UAB experts to participate in the CCVC's One Health Committee


Lecturers Maria dels Àngels Calvo, Maite Martin and Natàlia Majó form part of the new One Health Committee, created by the Council of the Veterinary Association of Catalonia (CCVC). The committee will act as a consulting agency for zoonotic diseases, transmitted from animals to humans, and will collaborate in the management and control of diseases such as Covid-19.


The One Health concept, promoted by the European Union, indicates that human health, animal health and environmental health, as well as preventive medicine, are all interdependent and connected to the ecosystems with which they coexist. The Covid-19 pandemic has made it evident that our health is global and that pandemics must be dealt with from this perspective.
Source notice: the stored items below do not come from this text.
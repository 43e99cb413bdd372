//! Core types and definitions for the SWARMSIM drone simulation.
//!
//! This crate defines the vocabulary shared across all other crates:
//! geometric types, flight paths, objects of interest, steering ports,
//! commands, events, snapshots, and constants. It has no dependency on
//! the ECS or any runtime framework.

pub mod commands;
pub mod components;
pub mod constants;
pub mod enums;
pub mod events;
pub mod interest;
pub mod path;
pub mod registry;
pub mod state;
pub mod steering;
pub mod types;

#[cfg(test)]
mod tests;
With the creation of the One Health Committee, the CCVC aims to offer a collaboration tool for the Catalan administration which makes even more visible the role of veterinarian professionals within the public health system, as well as strengthen their collaboration with the public administration. “We veterinarians can provide many benefits to the public health: the One Health Committee exists to serve society, public administrations and media channels by providing our knowledge and expertise”, explains CCVC President Ricard Parés.

The committee is formed by prestigious veterinarian professionals with years of experience, among which are three UAB researchers: Maria dels Àngels Calvo, professor of Animal Health at the Department of Animal Health and Anatomy; Natàlia Majó, lecturer at the same department and head of the Centre for Animal Health Research (CReSA) of the Institute for Agrofood Research and Technology (IRTA) and Maite Martín, lecturer at the Department of Cell Biology, Physiology and Immunology, Dean of the Faculty of Veterinary Medicine and President of the Conference of Deans of the Faculties of Veterinary Medicine of Spain (CDVE). Also forming part of the committee is researcher Lorenzo José Fraile, lecturer at the University of Lleida (UdL).

A total of 60% of infectious diseases originate from animals and therefore, zoonosis represents a constant challenge for the public health system. When a disease affects the whole of a population, there is a need to deal with the disease from an epidemiological perspective regardless of the animal species it affects. This is where veterinarians can provide their experience and knowledge in the management and control of contagious diseases.

The sanitary policies applied by veterinarians to animal production has aided in making human diseases which were previously highly prevalent no longer a problem. Some examples of this are tuberculosis and brucellosis; today, this applies to the West Nile virus, which is currently a challenge. For this reason, it is e for vessential for veterinarians to form part of interdisciplinary teams working to prevent and fight against these epidemics.